Stop teasing us. We want to see too.


----------



## wood butcher (May 11, 2009)

gotta wait till monday to get them mounted. yall gotta wait !!!!!!


----------



## DrillersGoDeeper (Jan 3, 2009)

Glad you like the tires...hope they were what you were expecting. Carl is good people.


----------



## RDs Neighbor (Jun 24, 2009)

I would ride the lime green for a while. I have a red, and I think it it too much spring. I have been thinking about going down. My fuel economy sux. With the high price of fuel, changing a belt each year seems cheaper to me, that is if the belt belt isn't slipping.


----------



## Bootlegger (Dec 18, 2008)

You will be perfectly fine with the Lime Green. You won't have ANY problems......I run a Lime Green with 28x10 Silverbacks and its really too much. I am going to Green now....lol


----------



## Polaris425 (Dec 16, 2004)

ya'll keep sayin that you dont need that much spring... ya'll must be tiny little 150lbs fella's that ride all flat land.... haha.... Let me know how those belts hold up...


----------



## wood butcher (May 11, 2009)

if ya know something big fella let hear it cuz i'm in the 210 class. the limegreen seemed to be really stiff with the 28 mudzillas and fuel economy sucked.


----------



## phreebsd (Dec 16, 2004)

dalton's max secondary spring is the violet and they say its for the 31 and 32 inch tires.
Comparing it to EPI springs in the chart its equivalent to a black. that's one less than almond!


----------



## wood butcher (May 11, 2009)

so what ur sayin is everyone runnin red and yellow springs are over clutched


----------



## Brute650i (Dec 17, 2008)

I ran a green with my 28 mudzilla's and it was all it ever needed. I'm going with lime green with my 29.5's.


----------



## wood butcher (May 11, 2009)

well I'm gonna keep in the lime green and see how it works with the 29.5s, but i do think it was a little much for the 28s


----------



## Polaris425 (Dec 16, 2004)

phreebsd said:


> dalton's max secondary spring is the violet and they say its for the 31 and 32 inch tires.
> Comparing it to EPI springs in the chart its equivalent to a black. that's one less than almond!

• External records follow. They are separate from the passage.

// File: crates/fpschart-core/src/series.rs
// Summary: Series model for marker+line measurement data with optional (missing) values.
// Notes:
// - A `None` y-value is a missing measurement. Rendering must leave a gap
//   there; it must never be coerced to zero.

use thiserror::Error;

#[derive(Debug, Error, PartialEq, Eq)]
pub enum SeriesError {
    #[error("x/y column length mismatch: {x_len} x-values vs {y_len} y-values")]
    LengthMismatch { x_len: usize, y_len: usize },
}

/// Marker drawn at each present data point.
#[derive(Clone, Copy, Debug, PartialEq, Eq)]
pub enum Marker {
    Circle,
    Square,
    Cross,
}

#[derive(Clone)]
pub struct Series {
    pub label: String,
    pub marker: Marker,
    pub points: Vec<(f64, Option<f64>)>,
}

impl Series {
    pub fn new(label: impl Into<String>, marker: Marker) -> Self {
        Self { label: label.into(), marker, points: Vec::new() }
    }

    /// Build a series from parallel x/y columns.
    /// Columns of different lengths are rejected.
    pub fn from_columns(
        label: impl Into<String>,
        marker: Marker,
        xs: &[f64],
        ys: &[Option<f64>],
    ) -> Result<Self, SeriesError> {
        if xs.len() != ys.len() {
            return Err(SeriesError::LengthMismatch { x_len: xs.len(), y_len: ys.len() });
        }
        let points = xs.iter().copied().zip(ys.iter().copied()).collect();
        Ok(Self { label: label.into(), marker, points })
    }

    /// Restrict the series to its first `n` points.
    pub fn take(mut self, n: usize) -> Self {
        self.points.truncate(n);
        self
    }

    /// Maximal runs of present points. Each run renders as one polyline;
    /// missing values separate runs and therefore show as gaps.
    pub fn segments(&self) -> Vec<Vec<(f64, f64)>> {
        let mut runs = Vec::new();
        let mut run: Vec<(f64, f64)> = Vec::new();
        for &(x, y) in &self.points {
            match y {
                Some(y) => run.push((x, y)),
                None => {
                    if !run.is_empty() {
                        runs.push(std::mem::take(&mut run));
                    }
                }
            }
        }
        if !run.is_empty() {
            runs.push(run);
        }
        runs
    }

    /// Iterate over present points only.
    pub fn present(&self) -> impl Iterator<Item = (f64, f64)> + '_ {
        self.points.iter().filter_map(|&(x, y)| y.map(|y| (x, y)))
    }
}

#[cfg(test)]
mod tests {
    use super::*;

    #[test]
    fn from_columns_rejects_mismatch() {
        let err = Series::from_columns("a", Marker::Circle, &[1.0, 2.0], &[Some(1.0)]);
        assert_eq!(
            err.err(),
            Some(SeriesError::LengthMismatch { x_len: 2, y_len: 1 })
        );
    }

    #[test]
    fn segments_split_on_missing() {
        let s = Series::from_columns(
            "a",
            Marker::Cross,
            &[1.0, 2.0, 3.0, 4.0, 5.0],
            &[Some(10.0), Some(9.0), None, None, Some(3.0)],
        )
        .unwrap();
        let segs = s.segments();
        assert_eq!(segs.len(), 2);
        assert_eq!(segs[0], vec![(1.0, 10.0), (2.0, 9.0)]);
        assert_eq!(segs[1], vec![(5.0, 3.0)]);
    }

    #[test]
    fn take_truncates_points() {
        let s = Series::from_columns(
            "a",
            Marker::Square,
            &[1.0, 2.0, 3.0],
            &[Some(1.0), Some(2.0), Some(3.0)],
        )
        .unwrap()
        .take(2);
        assert_eq!(s.points.len(), 2);
    }
}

this is why I think dalton is full of ****.... There's no way I could ride w/ 29's on a basically stock secondary spring, and NOT burn up a belt... 

You might be just fine w/ the lime green, I dunno, but Having ridden w/ the red... And only the red with 29's.... I never had a problem, it felt like the right amount of spring to me. Again, all personal preferance...


----------



## TX4PLAY (Jan 18, 2009)

^^^I agree the red seems perfect with the 29.5's for my style of riding and the maroon primary definetly compliments it well..


----------



## Bootlegger (Dec 18, 2008)

Unless your in just Peanut butter all the time. The Lime Green will really be fine. I ran a Lime with 29.5's on my old Red Brute 750 and I never had a problem and I weigh 220. I mean the Red helps. Now I always run skinny too though.


----------



## phreebsd (Dec 16, 2004)

I wish we could bring in a clutching expert as a guest speaker for a night...
Like who ever that guy is at EPI.. Glenn sometihng..?
perhaps we could get him to write a short article on primaries and secondaries and how they play together.


----------



## Bootlegger (Dec 18, 2008)

phreebsd said:


> I wish we could bring in a clutching expert as a guest speaker for a night...
> Like who ever that guy is at EPI.. Glenn sometihng..?
> perhaps we could get him to write a short article on primaries and secondaries and how they play together.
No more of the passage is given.